EU Green Claims Directive (2024). Brands cannot make vague sustainability claims like “eco-friendly” or “natural” without substantiation. Recognised third-party certifications — including GOTS and Oeko-Tex — are the most practical route to compliance for textile importers.

REACH regulation. Oeko-Tex Standard 100 tests go beyond REACH in many categories — making it a practical compliance tool for brands selling into Germany, Scandinavia, and the Netherlands where retailer standards exceed EU minimums.

Corporate Sustainability Due Diligence Directive (CSDDD). GOTS’s supply chain traceability and social criteria increasingly overlap with what large European brands will need to document for regulatory due diligence from 2026 onward.

Swedish market note. Swedish consumers and major retailers (H&M Group, KappAhl, Lindex) have publicly committed to preferring certified organic textiles. GOTS-certified suppliers are increasingly preferred in procurement briefs from Stockholm-headquartered brands.

Which certification to prioritize — a practical guide

You are sourcing conventional fiber scarves (polyester, viscose, wool blends)

→ Prioritize Oeko-Tex Standard 100. GOTS is not applicable without organic fiber. Oeko-Tex gives you verified chemical safety and a recognizable label that European retailers accept at product level.

You are sourcing organic cotton or linen scarves with a sustainability story

→ Prioritize GOTS. It is the only standard that verifies the organic claim from farm to finished product. Without it, any “organic” or “natural” claim on your product risks falling foul of the EU Green Claims Directive.

You are selling to large European retailers or public-sector buyers

→ Request both if possible. Many procurement frameworks now reference both standards. A GOTS-certified mill that also holds Oeko-Tex will cover chemical safety and organic origin — the strongest combination for tender documentation.

You are sourcing from Chinese mills and cost is a constraint

→ Start with Oeko-Tex Standard 100. It is far more widely held by Chinese textile mills (especially in Zhejiang and Jiangsu), easier to verify, and achievable at lower cost for the manufacturer — making it the practical entry point for responsible sourcing.

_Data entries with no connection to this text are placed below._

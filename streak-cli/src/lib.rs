//! STREAK CLI - operator front end for the contribution-calendar cache.
//!
//! Wires an LMDB-backed [`streak_storage::YearCache`], the HTTP origin and the
//! optional edge tier into a [`streak_sync::SyncOrchestrator`], then runs one
//! command and reports JSON on stdout.

pub mod cli;
pub mod commands;
pub mod config;
pub mod error;
pub mod telemetry;

pub use cli::{Cli, Command};
pub use commands::{run_command, Outcome};
pub use config::CliConfig;
pub use error::{CliError, CliResult};
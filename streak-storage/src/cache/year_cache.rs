//! Year-keyed cache with integrity contracts.
//!
//! Wraps a [`CacheStore`] backend and enforces the read-side guarantees:
//! an entry is only handed out if its schema version, structure, checksum and
//! year all check out. Anything else is reported as missing.

use std::collections::BTreeMap;
use std::sync::Arc;

use chrono::Utc;
use streak_core::{
    CacheEntry, ContributionCalendar, FreshnessPolicy, IntegrityViolation, StorageError,
    StreakError, StreakResult, Timestamp, Year, YearStatus,
};
use tracing::{debug, warn};

use super::traits::{CacheStats, CacheStore};

/// Outcome of a validated lookup.
#[derive(Debug, Clone, PartialEq, Eq)]
pub enum CacheLookup {
    /// Entry passed every integrity check.
    Valid(CacheEntry),
    /// Something was stored but could not be trusted.
    Invalid(IntegrityViolation),
    /// Nothing stored for the year.
    Missing,
}

impl CacheLookup {
    /// Collapse to the `get` contract: invalid and missing look the same.
    pub fn into_entry(self) -> Option<CacheEntry> {
        match self {
            CacheLookup::Valid(entry) => Some(entry),
            CacheLookup::Invalid(_) | CacheLookup::Missing => None,
        }
    }

    pub fn is_invalid(&self) -> bool {
        matches!(self, CacheLookup::Invalid(_))
    }
}

/// Persistent cache of contribution calendars keyed by year.
///
/// # Example
///
/// ```ignore
/// let cache = YearCache::new(Arc::new(InMemoryCacheStore::new()));
/// cache.set(2024, calendar).await?;
/// let entry = cache.get(2024).await?.expect("just written");
/// assert!(cache.is_fresh(&entry));
/// ```
pub struct YearCache<S: CacheStore> {
    store: Arc<S>,
    policy: FreshnessPolicy,
}

impl<S: CacheStore> Clone for YearCache<S> {
    fn clone(&self) -> Self {
        Self {
            store: Arc::clone(&self.store),
            policy: self.policy,
        }
    }
}

impl<S: CacheStore> YearCache<S> {
    /// Create a cache with the default 24h / 7d windows.
    pub fn new(store: Arc<S>) -> Self {
        Self::with_policy(store, FreshnessPolicy::default())
    }

    pub fn with_policy(store: Arc<S>, policy: FreshnessPolicy) -> Self {
        Self { store, policy }
    }

    /// Replace the freshness windows.
    pub fn with_freshness(mut self, policy: FreshnessPolicy) -> Self {
        self.policy = policy;
        self
    }

    pub fn policy(&self) -> FreshnessPolicy {
        self.policy
    }

    /// Get a reference to the backend.
    pub fn backend(&self) -> &S {
        &self.store
    }

    /// Load and validate the entry for `year`.
    ///
    /// Undecodable bytes are reported as [`CacheLookup::Invalid`]; other
    /// backend failures propagate.
    pub async fn lookup(&self, year: Year) -> StreakResult<CacheLookup> {
        let entry = match self.store.load(year).await {
            Ok(Some(entry)) => entry,
            Ok(None) => return Ok(CacheLookup::Missing),
            Err(StreakError::Storage(StorageError::Serialization { reason })) => {
                warn!(year, %reason, "Cached entry could not be decoded");
                return Ok(CacheLookup::Invalid(IntegrityViolation::MalformedCalendar {
                    reason,
                }));
            }
            Err(e) => return Err(e),
        };

        if entry.year != year {
            let violation = IntegrityViolation::YearMismatch {
                stored: entry.year,
                requested: year,
            };
            warn!(year, %violation, "Cached entry rejected");
            return Ok(CacheLookup::Invalid(violation));
        }

        match entry.validate() {
            Ok(()) => Ok(CacheLookup::Valid(entry)),
            Err(violation) => {
                warn!(year, %violation, "Cached entry rejected");
                Ok(CacheLookup::Invalid(violation))
            }
        }
    }

    /// Validated entry for `year`, or None if absent or untrustworthy.
    pub async fn get(&self, year: Year) -> StreakResult<Option<CacheEntry>> {
        Ok(self.lookup(year).await?.into_entry())
    }

    /// Stamp and write `data` as the entry for `year`. Full replace.
    pub async fn set(&self, year: Year, data: ContributionCalendar) -> StreakResult<CacheEntry> {
        self.set_at(year, data, Utc::now()).await
    }

    /// [`set`](Self::set) with an explicit clock.
    pub async fn set_at(
        &self,
        year: Year,
        data: ContributionCalendar,
        now: Timestamp,
    ) -> StreakResult<CacheEntry> {
        let entry = CacheEntry::new(year, data, now);
        self.store.store(&entry).await?;
        debug!(
            year,
            total = entry.data.total_contributions,
            complete = entry.is_complete,
            "Cached calendar"
        );
        Ok(entry)
    }

    pub async fn delete(&self, year: Year) -> StreakResult<bool> {
        self.store.remove(year).await
    }

    pub async fn delete_all(&self) -> StreakResult<u64> {
        self.store.clear().await
    }

    /// Stored years, ascending. Includes years whose entries are invalid.
    pub async fn list_years(&self) -> StreakResult<Vec<Year>> {
        self.store.years().await
    }

    pub fn is_fresh(&self, entry: &CacheEntry) -> bool {
        self.policy.is_fresh(entry.last_updated)
    }

    pub fn is_stale(&self, entry: &CacheEntry) -> bool {
        self.policy.is_stale(entry.last_updated)
    }

    /// Freshness, age and size of every valid entry.
    pub async fn status(&self) -> StreakResult<BTreeMap<Year, YearStatus>> {
        let mut status = BTreeMap::new();
        for year in self.list_years().await? {
            let Some(entry) = self.get(year).await? else {
                continue;
            };
            let size_bytes = self.store.entry_size(year).await?.unwrap_or(0);
            status.insert(
                year,
                YearStatus {
                    is_fresh: self.is_fresh(&entry),
                    last_updated: entry.last_updated,
                    size_bytes,
                },
            );
        }
        Ok(status)
    }

    pub async fn stats(&self) -> StreakResult<CacheStats> {
        self.store.stats().await
    }
}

Conclusion: complementary, not competing

Oeko-Tex Standard 100 and GOTS answer different questions. One asks: is this product safe to wear? The other asks: was this product grown and made responsibly? European buyers increasingly need credible answers to both — and the most defensible sourcing position is one where at least one certification is in place, with a clear plan toward the other.

For brands building a supplier relationship with a Chinese mill, requesting Oeko-Tex certification as a baseline condition is a reasonable first step. GOTS can follow as the product line matures and the supplier relationship deepens — provided the fiber inputs are organic-eligible from the outset.

Oeko-Tex Standard 100 GOTS certification Sustainable textiles European buyers EU Green Claims Directive Organic cotton scarves China textile sourcing Private label compliance

Certification requirements and regulatory frameworks referenced are based on publicly available standards as of 2024–2025. Always verify current certification status directly with suppliers and consult legal counsel for compliance obligations specific to your market and product category.